I swear to you: I am not making this up.

The story, sure. But not what John is talking about. The foreskin of Jesus – formally known as the “Holy Prepuce” – is an actual holy relic.

Back in Medieval Europe, before there were autographed photos of Elvis, mint-in-bag copies of X-Men #1, and limited edition royal-wedding commemorative coins, there was a collectors’ market in relics supposedly connected to Christ. The Holy Grail is the most famous: the cup used by Jesus at the Last Supper. The Shroud of Turin is the biggest real-ish one (meaning that it definitely exists): a burial cloth with what appears to be an image of Jesus. At one point there were enough fragments of the True Cross circulating that you could’ve built a giant particle-board cathedral out of them. In churches throughout Europe you could find – or hear people claiming to have seen – the Spear of Destiny, the Crown of Thorns, the Holy Nails, blood samples, etc.

And the Holy Prepuce. Jesus was – as any good Aryan will deny ’til he’s blue in the face – a Jew, and therefore He was circumcised as an eight-day-old infant. The Gospel of Luke confirms it, it was depicted in religious art, and the event is still celebrated by some Christians, eight days after Christmas Eve, on New Year’s Day. The most sought-after Medieval collectibles were connected to the death and resurrection of Jesus, because that’s when the deep magic of salvation took place, but there were a few connected to His birth. Much like the countless shards of the True Cross, at one time there were a dozen or so supposed Holy Prepuces in Europe. What made the Holy Prepuce so special was this: it was the only piece of Jesus’ physical body left on Earth after He was taken up into Heaven after His resurrection. The lucky owner could literally touch the Holy Cock of Jesus.
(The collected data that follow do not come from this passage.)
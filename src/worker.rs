//! Stage Worker - start/stop lifecycle around one dedicated thread
//!
//! ```text
//!            start()                      stop()
//! STOPPED ───────────▶ RUNNING ───────────────────────▶ STOPPED
//!    ▲  (spawn thread, schedule ticks)  (flag off, cancel token,
//!    │                                   wake channels, join thread)
//!    └── start() while RUNNING / stop() while STOPPED: no-op
//! ```
//!
//! The running flag is an `AtomicBool` so that `stop()` called from an API
//! handler is seen by the worker thread without taking a lock. The lifecycle
//! mutex only serializes concurrent `start()`/`stop()` callers.

use std::any::Any;
use std::fmt;
use std::panic::{self, AssertUnwindSafe};
use std::sync::Arc;
use std::sync::atomic::{AtomicBool, AtomicU64, Ordering};
use std::thread::{self, JoinHandle};
use std::time::{Duration, Instant};

use parking_lot::Mutex;
use serde::Serialize;
use tracing::{debug, error, info, warn};
use utoipa::ToSchema;

use crate::cancel::CancelToken;
use crate::channel::Interruptible;
use crate::error::PipelineError;
use crate::stats::PipelineStats;

/// Lifecycle state of a worker or of the whole pipeline
#[derive(Debug, Clone, Copy, PartialEq, Eq, Serialize, ToSchema)]
#[serde(rename_all = "SCREAMING_SNAKE_CASE")]
pub enum WorkerState {
    Stopped,
    Running,
}

impl fmt::Display for WorkerState {
    fn fmt(&self, f: &mut fmt::Formatter<'_>) -> fmt::Result {
        match self {
            WorkerState::Stopped => f.write_str("STOPPED"),
            WorkerState::Running => f.write_str("RUNNING"),
        }
    }
}

/// How often a worker runs its task
#[derive(Debug, Clone, Copy, PartialEq, Eq)]
pub enum Schedule {
    /// One tick every `period`, measured from the previous tick's start.
    /// A tick that overruns its slot delays the next one; ticks never overlap.
    FixedRate {
        initial_delay: Duration,
        period: Duration,
    },
    /// Back-to-back ticks; each tick is expected to block on a channel
    Continuous,
}

/// One unit of recurring stage work
pub trait StageTask: Send + 'static {
    /// Run one unit of work. Blocking calls must honour `cancel` and surface
    /// an interrupted error when it fires.
    fn tick(&mut self, cancel: &CancelToken) -> Result<(), PipelineError>;
}

struct WorkerHandle {
    thread: JoinHandle<()>,
    cancel: CancelToken,
}

/// An independently start/stop-able unit of recurring background work
pub struct StageWorker {
    name: &'static str,
    schedule: Schedule,
    task: Arc<Mutex<Box<dyn StageTask>>>,
    running: Arc<AtomicBool>,
    /// Channels the task may be blocked on; woken by stop()
    wake_on_stop: Vec<Arc<dyn Interruptible>>,
    stats: Arc<PipelineStats>,
    ticks: Arc<AtomicU64>,
    failures: Arc<AtomicU64>,
    /// Lifecycle slot: `Some` exactly while a worker thread is owned
    handle: Mutex<Option<WorkerHandle>>,
}

impl StageWorker {
    pub fn new(
        name: &'static str,
        schedule: Schedule,
        task: Box<dyn StageTask>,
        wake_on_stop: Vec<Arc<dyn Interruptible>>,
        stats: Arc<PipelineStats>,
    ) -> Self {
        Self {
            name,
            schedule,
            task: Arc::new(Mutex::new(task)),
            running: Arc::new(AtomicBool::new(false)),
            wake_on_stop,
            stats,
            ticks: Arc::new(AtomicU64::new(0)),
            failures: Arc::new(AtomicU64::new(0)),
            handle: Mutex::new(None),
        }
    }

    /// Start the worker thread. No-op if already running.
    pub fn start(&self) -> Result<(), PipelineError> {
        let mut slot = self.handle.lock();
        if self
            .running
            .compare_exchange(false, true, Ordering::AcqRel, Ordering::Acquire)
            .is_err()
        {
            debug!(stage = self.name, "Worker already running, start ignored");
            return Ok(());
        }

        let cancel = CancelToken::new();
        let worker_loop = WorkerLoop {
            name: self.name,
            schedule: self.schedule,
            task: self.task.clone(),
            running: self.running.clone(),
            cancel: cancel.clone(),
            stats: self.stats.clone(),
            ticks: self.ticks.clone(),
            failures: self.failures.clone(),
        };

        let spawned = thread::Builder::new()
            .name(format!("stage-{}", self.name))
            .spawn(move || worker_loop.run());

        match spawned {
            Ok(thread) => {
                *slot = Some(WorkerHandle { thread, cancel });
                info!(stage = self.name, schedule = ?self.schedule, "Worker started");
                Ok(())
            }
            Err(source) => {
                self.running.store(false, Ordering::Release);
                Err(PipelineError::Spawn {
                    stage: self.name,
                    source,
                })
            }
        }
    }

    /// Stop the worker and join its thread. No-op if already stopped.
    ///
    /// Safe while the task is blocked on a full or empty channel: the cancel
    /// token plus [`Interruptible::interrupt`] wake it up.
    pub fn stop(&self) -> Result<(), PipelineError> {
        let mut slot = self.handle.lock();
        if !self.running.swap(false, Ordering::AcqRel) && slot.is_none() {
            return Ok(());
        }

        info!(stage = self.name, "Worker stopping");
        let Some(WorkerHandle { thread, cancel }) = slot.take() else {
            return Ok(());
        };

        cancel.cancel();
        for channel in &self.wake_on_stop {
            channel.interrupt();
        }

        let joined = thread.join();
        info!(
            stage = self.name,
            ticks = self.ticks(),
            failures = self.failures(),
            "Worker stopped and thread handle released"
        );
        joined.map_err(|_| PipelineError::WorkerPanicked { stage: self.name })
    }

    pub fn state(&self) -> WorkerState {
        if self.running.load(Ordering::Acquire) {
            WorkerState::Running
        } else {
            WorkerState::Stopped
        }
    }

    pub fn is_running(&self) -> bool {
        self.state() == WorkerState::Running
    }

    pub fn name(&self) -> &'static str {
        self.name
    }

    /// Ticks executed across all runs (including failed ones)
    pub fn ticks(&self) -> u64 {
        self.ticks.load(Ordering::Relaxed)
    }

    /// Ticks that panicked or failed with a non-cancellation error
    pub fn failures(&self) -> u64 {
        self.failures.load(Ordering::Relaxed)
    }
}

impl Drop for StageWorker {
    fn drop(&mut self) {
        if let Err(e) = self.stop() {
            error!(stage = self.name, error = %e, "Worker failed to stop on drop");
        }
    }
}

impl fmt::Debug for StageWorker {
    fn fmt(&self, f: &mut fmt::Formatter<'_>) -> fmt::Result {
        f.debug_struct("StageWorker")
            .field("name", &self.name)
            .field("schedule", &self.schedule)
            .field("state", &self.state())
            .finish()
    }
}

// ============================================================
// WORKER THREAD
// ============================================================

struct WorkerLoop {
    name: &'static str,
    schedule: Schedule,
    task: Arc<Mutex<Box<dyn StageTask>>>,
    running: Arc<AtomicBool>,
    cancel: CancelToken,
    stats: Arc<PipelineStats>,
    ticks: Arc<AtomicU64>,
    failures: Arc<AtomicU64>,
}

impl WorkerLoop {
    fn run(self) {
        debug!(stage = self.name, "Worker thread running");
        match self.schedule {
            Schedule::FixedRate {
                initial_delay,
                period,
            } => {
                if !initial_delay.is_zero() && self.cancel.wait_timeout(initial_delay) {
                    return;
                }
                let mut next = Instant::now();
                while self.run_tick() {
                    let Some(due) = next.checked_add(period) else {
                        // next slot is past the clock's range
                        if self.cancel.wait_timeout(period) {
                            break;
                        }
                        continue;
                    };
                    next = due;
                    let now = Instant::now();
                    if next > now {
                        if self.cancel.wait_timeout(next - now) {
                            break;
                        }
                    } else {
                        next = now;
                    }
                }
            }
            Schedule::Continuous => while self.run_tick() {},
        }
        debug!(stage = self.name, "Worker thread exiting");
    }

    /// Run one tick; returns false when the loop must end.
    fn run_tick(&self) -> bool {
        // a tick scheduled just before stop() must not do any work
        if !self.running.load(Ordering::Acquire) || self.cancel.is_cancelled() {
            return false;
        }

        let outcome = panic::catch_unwind(AssertUnwindSafe(|| self.task.lock().tick(&self.cancel)));
        self.ticks.fetch_add(1, Ordering::Relaxed);

        match outcome {
            Ok(Ok(())) => true,
            Ok(Err(e)) if e.is_interrupted() => {
                self.stats.incr_interrupted();
                warn!(stage = self.name, "In-flight work interrupted by stop");
                false
            }
            Ok(Err(e)) => {
                self.record_failure();
                error!(stage = self.name, error = %e, "Tick failed, continuing");
                true
            }
            Err(payload) => {
                self.record_failure();
                error!(
                    stage = self.name,
                    panic = panic_message(payload.as_ref()),
                    "Tick panicked, continuing with next tick"
                );
                true
            }
        }
    }

    fn record_failure(&self) {
        self.failures.fetch_add(1, Ordering::Relaxed);
        self.stats.incr_tick_failure();
    }
}

fn panic_message(payload: &(dyn Any + Send)) -> &str {
    if let Some(s) = payload.downcast_ref::<&'static str>() {
        s
    } else if let Some(s) = payload.downcast_ref::<String>() {
        s.as_str()
    } else {
        "<non-string panic payload>"
    }
}

// ============================================================
// TESTS
// ============================================================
As any Indiana Jones fan knows, Hitler was big into collecting holy relics, but this one was probably a little too Jewish for him.

Here’s a passage from chapter two of one of the early apocryphal texts, the Syriac Infancy Gospel (used as source material for the Qur’an’s stories about Jesus’ childhood):
1. And when the time of his circumcision was come, namely, the eighth day, on which the law commanded the child to be circumcised, they circumcised him in a cave. 2. And the old Hebrew woman took the foreskin (others say she took the navel-string), and preserved it in an alabaster-box of old oil of spikenard. 3. And she had a son who was a druggist, to whom she said, “Take heed thou sell not this alabaster box of spikenard-ointment, although thou shouldst be offered three hundred pence for it.” 4. Now this is that alabaster-box which Mary the sinner procured, and poured forth the ointment out of it upon the head and feet of our Lord Jesus Christ, and wiped it off with the hairs of her head.

I hadn’t read this passage yet when I wrote this scene. Nice to know that the confusion between Jesus’ foreskin and his “navel string” has a basis in history. I especially like the tie-in to the canonical gospel incident in which Mary “The Sinner” Magdalene washes Jesus’ feet, saying here that the oil was infused with his own infant smegma.

I swear to you: I am not making this up.